§ **ACTION ITEM**: Using the data below, copy every line that contains the word "frame".

§ **GIVEN INFORMATION**:

....

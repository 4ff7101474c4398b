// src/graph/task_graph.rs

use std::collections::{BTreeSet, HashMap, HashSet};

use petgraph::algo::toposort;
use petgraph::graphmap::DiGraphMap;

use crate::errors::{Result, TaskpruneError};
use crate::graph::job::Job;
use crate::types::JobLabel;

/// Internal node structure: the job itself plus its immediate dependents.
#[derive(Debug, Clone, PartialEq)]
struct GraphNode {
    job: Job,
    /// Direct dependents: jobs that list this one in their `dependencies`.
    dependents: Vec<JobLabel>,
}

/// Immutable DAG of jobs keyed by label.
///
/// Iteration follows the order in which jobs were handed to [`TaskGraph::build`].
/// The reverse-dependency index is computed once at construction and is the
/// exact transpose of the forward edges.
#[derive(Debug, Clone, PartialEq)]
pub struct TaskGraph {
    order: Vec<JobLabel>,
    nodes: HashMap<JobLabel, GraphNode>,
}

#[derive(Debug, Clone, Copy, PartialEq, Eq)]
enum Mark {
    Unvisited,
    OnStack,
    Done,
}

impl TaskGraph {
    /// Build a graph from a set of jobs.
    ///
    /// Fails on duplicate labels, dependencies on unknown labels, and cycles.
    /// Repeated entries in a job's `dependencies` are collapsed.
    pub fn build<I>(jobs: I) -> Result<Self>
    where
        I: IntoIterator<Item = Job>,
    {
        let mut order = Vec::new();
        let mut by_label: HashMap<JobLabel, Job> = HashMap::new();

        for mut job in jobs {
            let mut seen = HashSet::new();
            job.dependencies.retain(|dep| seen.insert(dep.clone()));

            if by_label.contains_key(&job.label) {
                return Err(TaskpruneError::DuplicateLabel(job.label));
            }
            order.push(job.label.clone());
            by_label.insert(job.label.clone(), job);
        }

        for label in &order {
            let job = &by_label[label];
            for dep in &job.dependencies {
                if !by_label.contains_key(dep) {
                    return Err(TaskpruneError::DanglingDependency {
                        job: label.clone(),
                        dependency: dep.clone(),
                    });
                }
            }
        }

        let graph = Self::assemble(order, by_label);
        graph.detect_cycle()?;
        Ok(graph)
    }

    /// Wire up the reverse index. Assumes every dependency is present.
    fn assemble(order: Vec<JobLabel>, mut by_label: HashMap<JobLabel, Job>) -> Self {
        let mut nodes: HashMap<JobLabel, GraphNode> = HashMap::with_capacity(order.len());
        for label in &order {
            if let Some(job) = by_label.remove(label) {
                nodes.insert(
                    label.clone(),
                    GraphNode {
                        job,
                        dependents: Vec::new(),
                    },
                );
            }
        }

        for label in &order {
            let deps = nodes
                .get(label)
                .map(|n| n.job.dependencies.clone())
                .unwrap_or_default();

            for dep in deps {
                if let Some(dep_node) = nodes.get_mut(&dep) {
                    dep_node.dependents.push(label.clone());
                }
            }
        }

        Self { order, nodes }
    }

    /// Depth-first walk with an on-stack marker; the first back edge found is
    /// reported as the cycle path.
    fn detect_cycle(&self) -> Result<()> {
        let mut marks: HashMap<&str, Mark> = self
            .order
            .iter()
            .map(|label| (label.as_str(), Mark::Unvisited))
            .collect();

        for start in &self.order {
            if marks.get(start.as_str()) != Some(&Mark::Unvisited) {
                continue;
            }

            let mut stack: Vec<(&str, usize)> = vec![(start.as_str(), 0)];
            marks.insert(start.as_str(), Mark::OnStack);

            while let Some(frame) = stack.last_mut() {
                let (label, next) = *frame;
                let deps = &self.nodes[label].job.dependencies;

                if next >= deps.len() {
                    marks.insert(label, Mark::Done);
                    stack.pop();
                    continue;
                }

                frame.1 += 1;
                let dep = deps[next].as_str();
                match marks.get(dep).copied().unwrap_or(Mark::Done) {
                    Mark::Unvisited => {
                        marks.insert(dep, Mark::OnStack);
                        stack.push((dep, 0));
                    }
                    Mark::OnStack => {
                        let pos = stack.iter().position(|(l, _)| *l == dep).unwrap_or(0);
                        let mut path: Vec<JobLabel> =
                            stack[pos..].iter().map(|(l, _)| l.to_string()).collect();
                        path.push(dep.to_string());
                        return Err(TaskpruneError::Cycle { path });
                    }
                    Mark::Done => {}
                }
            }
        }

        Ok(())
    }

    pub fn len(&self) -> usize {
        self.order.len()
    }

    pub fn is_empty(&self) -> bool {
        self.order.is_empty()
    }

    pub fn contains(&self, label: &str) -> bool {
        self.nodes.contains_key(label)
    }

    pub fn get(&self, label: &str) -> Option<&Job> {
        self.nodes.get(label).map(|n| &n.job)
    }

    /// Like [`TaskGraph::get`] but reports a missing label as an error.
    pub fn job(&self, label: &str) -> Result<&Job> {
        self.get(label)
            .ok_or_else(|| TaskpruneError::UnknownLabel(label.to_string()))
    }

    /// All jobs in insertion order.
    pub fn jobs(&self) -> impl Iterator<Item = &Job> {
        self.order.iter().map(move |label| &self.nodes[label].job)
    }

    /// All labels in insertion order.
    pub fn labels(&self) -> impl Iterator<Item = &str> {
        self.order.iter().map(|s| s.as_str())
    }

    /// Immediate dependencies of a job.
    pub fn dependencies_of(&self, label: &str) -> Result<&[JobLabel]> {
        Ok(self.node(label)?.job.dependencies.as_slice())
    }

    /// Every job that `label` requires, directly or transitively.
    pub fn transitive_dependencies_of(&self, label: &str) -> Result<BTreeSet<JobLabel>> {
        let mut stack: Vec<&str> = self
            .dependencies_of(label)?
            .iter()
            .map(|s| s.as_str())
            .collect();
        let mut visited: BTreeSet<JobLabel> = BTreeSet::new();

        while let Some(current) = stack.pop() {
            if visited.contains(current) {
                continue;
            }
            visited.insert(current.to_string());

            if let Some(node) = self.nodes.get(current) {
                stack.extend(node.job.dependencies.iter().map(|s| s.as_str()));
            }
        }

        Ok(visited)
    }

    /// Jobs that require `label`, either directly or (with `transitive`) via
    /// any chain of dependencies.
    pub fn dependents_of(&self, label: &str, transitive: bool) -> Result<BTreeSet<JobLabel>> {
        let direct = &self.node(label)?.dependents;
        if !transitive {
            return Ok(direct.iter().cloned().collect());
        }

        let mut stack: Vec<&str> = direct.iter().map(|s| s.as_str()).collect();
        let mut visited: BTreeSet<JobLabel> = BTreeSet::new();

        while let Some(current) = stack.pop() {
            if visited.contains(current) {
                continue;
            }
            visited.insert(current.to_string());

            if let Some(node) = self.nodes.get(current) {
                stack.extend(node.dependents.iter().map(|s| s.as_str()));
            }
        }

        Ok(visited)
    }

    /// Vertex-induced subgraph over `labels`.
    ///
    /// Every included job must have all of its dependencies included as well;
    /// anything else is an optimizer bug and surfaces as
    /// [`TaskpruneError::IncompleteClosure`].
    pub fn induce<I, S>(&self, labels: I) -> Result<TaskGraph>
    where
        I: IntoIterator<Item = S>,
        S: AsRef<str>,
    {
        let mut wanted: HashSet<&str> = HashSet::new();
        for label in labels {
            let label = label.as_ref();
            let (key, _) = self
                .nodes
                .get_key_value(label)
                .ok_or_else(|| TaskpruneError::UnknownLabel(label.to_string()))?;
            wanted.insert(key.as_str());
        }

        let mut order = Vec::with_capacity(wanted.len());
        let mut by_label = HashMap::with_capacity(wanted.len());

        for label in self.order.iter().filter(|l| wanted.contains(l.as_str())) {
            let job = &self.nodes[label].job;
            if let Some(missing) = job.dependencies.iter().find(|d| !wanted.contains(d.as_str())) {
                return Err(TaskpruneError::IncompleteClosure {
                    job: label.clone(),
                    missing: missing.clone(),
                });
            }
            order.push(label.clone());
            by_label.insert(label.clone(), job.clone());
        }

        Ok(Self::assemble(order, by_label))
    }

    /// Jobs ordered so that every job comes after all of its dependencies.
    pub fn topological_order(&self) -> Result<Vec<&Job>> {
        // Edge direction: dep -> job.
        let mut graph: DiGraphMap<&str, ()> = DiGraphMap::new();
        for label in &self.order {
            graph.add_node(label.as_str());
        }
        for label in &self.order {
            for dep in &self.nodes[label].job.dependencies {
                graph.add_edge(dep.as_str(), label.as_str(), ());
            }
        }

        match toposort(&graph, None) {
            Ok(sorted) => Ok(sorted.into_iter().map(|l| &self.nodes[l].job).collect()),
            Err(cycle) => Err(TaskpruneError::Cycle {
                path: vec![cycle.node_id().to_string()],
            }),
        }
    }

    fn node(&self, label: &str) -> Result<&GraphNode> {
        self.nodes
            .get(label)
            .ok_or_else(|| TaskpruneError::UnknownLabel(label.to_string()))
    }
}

....

§ **ANSWER TO THIS TASK**:
            while let Some(frame) = stack.last_mut() {
                let (label, next) = *frame;
                frame.1 += 1;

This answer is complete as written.